ジークのその言葉に、パウエル達はみんな沙更を見る。今回どうするかは沙更が決めることだと思っていたからだ。それに、逃げたとしても逃げ切れるかは分からない。それに、シルバール王国が今回の氾濫に対処するかどうかすら決まっていないと言う事が、逃げ場がないことの現れ。

ウエストエンドも無事で居られるか分からない状況下で、リエットの護衛は出来ないと言うのが本音。そして、冒険者ギルドの一員としてモンスター退治に参加するつもりでいた。

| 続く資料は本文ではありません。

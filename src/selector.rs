//! Per-field selectors derived from a record-shaped store.
//!
//! The fields of a store are the top-level keys of its value's JSON form.
//! [`Store::selectors`] derives one [`Selector`] per field the first time it
//! is called and hands out the same map afterwards, so a selector for a
//! given key keeps its identity for the life of the store.
//!
//! The key set is fixed at derivation time. Fields that appear later get no
//! selector.

use std::collections::BTreeMap;
use std::sync::Arc;

use parking_lot::Mutex;
use serde::de::DeserializeOwned;
use serde::Serialize;
use serde_json::Value;

use crate::store::{State, Store, StoreError, Subscription, WeakStore};

/// Read-only accessor for one field of a store.
///
/// Clones share identity; see [`Selector::ptr_eq`].
pub struct Selector<V: State> {
    inner: Arc<SelectorInner<V>>,
}

struct SelectorInner<V: State> {
    store: WeakStore<V>,
    key: String,
}

impl<V: State> Clone for Selector<V> {
    fn clone(&self) -> Self {
        Self {
            inner: Arc::clone(&self.inner),
        }
    }
}

impl<V: State + Serialize> Selector<V> {
    pub fn key(&self) -> &str {
        &self.inner.key
    }

    /// Current value of the field. `None` once the store is gone.
    pub fn get(&self) -> Option<Value> {
        let store = self.inner.store.upgrade()?;
        store.read(|value| field_of(value, &self.inner.key))
    }

    /// Current value of the field, deserialised into `T`.
    pub fn get_as<T: DeserializeOwned>(&self) -> Option<T> {
        self.get().and_then(|v| serde_json::from_value(v).ok())
    }

    /// Call `callback` whenever this field changes.
    ///
    /// Updates that leave the field equal do not trigger it.
    pub fn subscribe<F>(&self, callback: F) -> Result<Subscription<V>, StoreError>
    where
        F: Fn(&Value) + Send + Sync + 'static,
    {
        let store = self.inner.store.upgrade_or_closed()?;
        let key = self.inner.key.clone();
        let last = Mutex::new(store.read(|value| field_of(value, &key)));

        Ok(store.subscribe(move |value| {
            let current = field_of(value, &key);
            let mut last = last.lock();
            if *last == current {
                return;
            }
            *last = current.clone();
            drop(last);
            callback(current.as_ref().unwrap_or(&Value::Null));
        }))
    }

    pub fn ptr_eq(&self, other: &Selector<V>) -> bool {
        Arc::ptr_eq(&self.inner, &other.inner)
    }
}

/// Field name → selector, derived once per store.
pub struct SelectorMap<V: State> {
    selectors: BTreeMap<String, Selector<V>>,
}

impl<V: State + Serialize> SelectorMap<V> {
    fn derive(store: &Store<V>) -> Self {
        let weak = store.downgrade();
        let selectors = store
            .read(|value| match serde_json::to_value(value) {
                Ok(Value::Object(fields)) => fields.keys().cloned().collect::<Vec<_>>(),
                Ok(_) => {
                    tracing::warn!(
                        store = %store.name(),
                        "Store value is not a record, no selectors derived"
                    );
                    Vec::new()
                }
                Err(e) => {
                    tracing::warn!(
                        store = %store.name(),
                        error = %e,
                        "Store value failed to serialise, no selectors derived"
                    );
                    Vec::new()
                }
            })
            .into_iter()
            .map(|key| {
                let selector = Selector {
                    inner: Arc::new(SelectorInner {
                        store: weak.clone(),
                        key: key.clone(),
                    }),
                };
                (key, selector)
            })
            .collect();

        Self { selectors }
    }

    pub fn get(&self, key: &str) -> Option<&Selector<V>> {
        self.selectors.get(key)
    }

    pub fn keys(&self) -> impl Iterator<Item = &str> {
        self.selectors.keys().map(String::as_str)
    }

    pub fn iter(&self) -> impl Iterator<Item = (&str, &Selector<V>)> {
        self.selectors.iter().map(|(k, s)| (k.as_str(), s))
    }

    pub fn len(&self) -> usize {
        self.selectors.len()
    }

    pub fn is_empty(&self) -> bool {
        self.selectors.is_empty()
    }
}

impl<V: State + Serialize> Store<V> {
    /// Derive (once) and return the selector map for this store.
    pub fn selectors(&self) -> Arc<SelectorMap<V>> {
        Arc::clone(
            self.selector_cell()
                .get_or_init(|| Arc::new(SelectorMap::derive(self))),
        )
    }
}

/// Free-function form of [`Store::selectors`].
pub fn selectors<V: State + Serialize>(store: &Store<V>) -> Arc<SelectorMap<V>> {
    store.selectors()
}

fn field_of<V: Serialize>(value: &V, key: &str) -> Option<Value> {
    match serde_json::to_value(value) {
        Ok(Value::Object(mut fields)) => fields.remove(key),
        _ => None,
    }
}

#[cfg(test)]
mod tests {
    use super::*;
    use crate::store::Update;
    use serde::Deserialize;
    use std::sync::atomic::{AtomicUsize, Ordering};

    #[derive(Debug, Clone, PartialEq, Serialize, Deserialize)]
    struct Profile {
        count: i64,
        label: String,
    }

    #[derive(Default)]
    struct ProfilePatch {
        count: Option<i64>,
        label: Option<String>,
    }

    impl State for Profile {
        type Patch = ProfilePatch;

        fn apply(&mut self, patch: ProfilePatch) {
            if let Some(count) = patch.count {
                self.count = count;
            }
            if let Some(label) = patch.label {
                self.label = label;
            }
        }
    }

    fn profile_store() -> Store<Profile> {
        Store::new(
            "profile",
            Profile {
                count: 0,
                label: "a".to_string(),
            },
        )
    }

    #[test]
    fn keys_mirror_fields() {
        let store = profile_store();
        let map = store.selectors();
        assert_eq!(map.keys().collect::<Vec<_>>(), vec!["count", "label"]);
        assert_eq!(map.len(), 2);
    }

    #[test]
    fn selectors_are_derived_once() {
        let store = profile_store();
        let first = store.selectors();
        let second = selectors(&store);
        assert!(Arc::ptr_eq(&first, &second));
        assert!(first
            .get("count")
            .unwrap()
            .ptr_eq(second.get("count").unwrap()));
    }

    #[test]
    fn selector_reads_current_value() {
        let store = profile_store();
        let count = store.selectors().get("count").unwrap().clone();
        assert_eq!(count.get_as::<i64>(), Some(0));

        store
            .set(Update::replace(ProfilePatch {
                count: Some(4),
                ..Default::default()
            }))
            .unwrap();
        assert_eq!(count.get(), Some(Value::from(4)));
    }

    #[test]
    fn selector_subscription_ignores_other_fields() {
        let store = profile_store();
        let count = store.selectors().get("count").unwrap().clone();

        let calls = Arc::new(AtomicUsize::new(0));
        let calls_clone = calls.clone();
        count
            .subscribe(move |value| {
                assert!(value.is_i64());
                calls_clone.fetch_add(1, Ordering::SeqCst);
            })
            .unwrap();

        store
            .set(Update::replace(ProfilePatch {
                label: Some("b".to_string()),
                ..Default::default()
            }))
            .unwrap();
        assert_eq!(calls.load(Ordering::SeqCst), 0);

        store
            .set(Update::replace(ProfilePatch {
                count: Some(1),
                ..Default::default()
            }))
            .unwrap();
        assert_eq!(calls.load(Ordering::SeqCst), 1);

        // Same value again: no change, no call.
        store
            .set(Update::replace(ProfilePatch {
                count: Some(1),
                ..Default::default()
            }))
            .unwrap();
        assert_eq!(calls.load(Ordering::SeqCst), 1);
    }

    #[test]
    fn selector_outliving_store_reads_none() {
        let store = profile_store();
        let label = store.selectors().get("label").unwrap().clone();
        drop(store);
        assert_eq!(label.get(), None);
        assert!(matches!(label.subscribe(|_| {}), Err(StoreError::Closed { .. })));
    }

    #[test]
    fn non_record_store_has_no_selectors() {
        #[derive(Debug, Clone, Serialize)]
        struct Scalar(i64);

        impl State for Scalar {
            type Patch = i64;

            fn apply(&mut self, patch: i64) {
                self.0 = patch;
            }
        }

        let store = Store::new("scalar", Scalar(3));
        assert!(store.selectors().is_empty());
    }
}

「ジークさん、申し訳ありません。今回は承れません。モンスターの氾濫となれば、冒険者として対処しなければなりません。もし、出来るとするならカタリーナ様をお守りすることになると思います。あの方はそれを望まないと思いますが」

それ故に、ジークの申し出を断る。ウエストエンドも危ないとは言え、リエットはウエストエンドに残ってくれた方が生き残る可能性が高い。だから、そのままここに居て欲しいと言うのが沙更の願いであった。

沙更の言葉に、パウエル達も頷く。モンスターの氾濫は、冒険者にとって確実に稼ぐチャンスであった。死ぬ危険も高いが、もし生き残ってある程度の数のモンスターを倒していれば相当数のお金を手に入れることが出来る。そういう点でも命知らずな面々なのだ。

そして、そんなウエストエンドの冒険者の最高位がパウエルたちなのだから参加しないわけがなかった。

「そうか、ならばカタリーナ様にその事を伝えておこう。君たちが来ると知れば、少しは状況が変わる可能性がある。その時点で朗報と言う物だ」

「私にも出来る事と出来ないことがあります。余り期待をされても」

沙更がそう言うものの、ジークとしては期待をせざるを得ない。少なくても、完全に絶望する状態では無くなったと判断してしまう。対人間とモンスターでは違うと言う事がこの時点で抜けていた。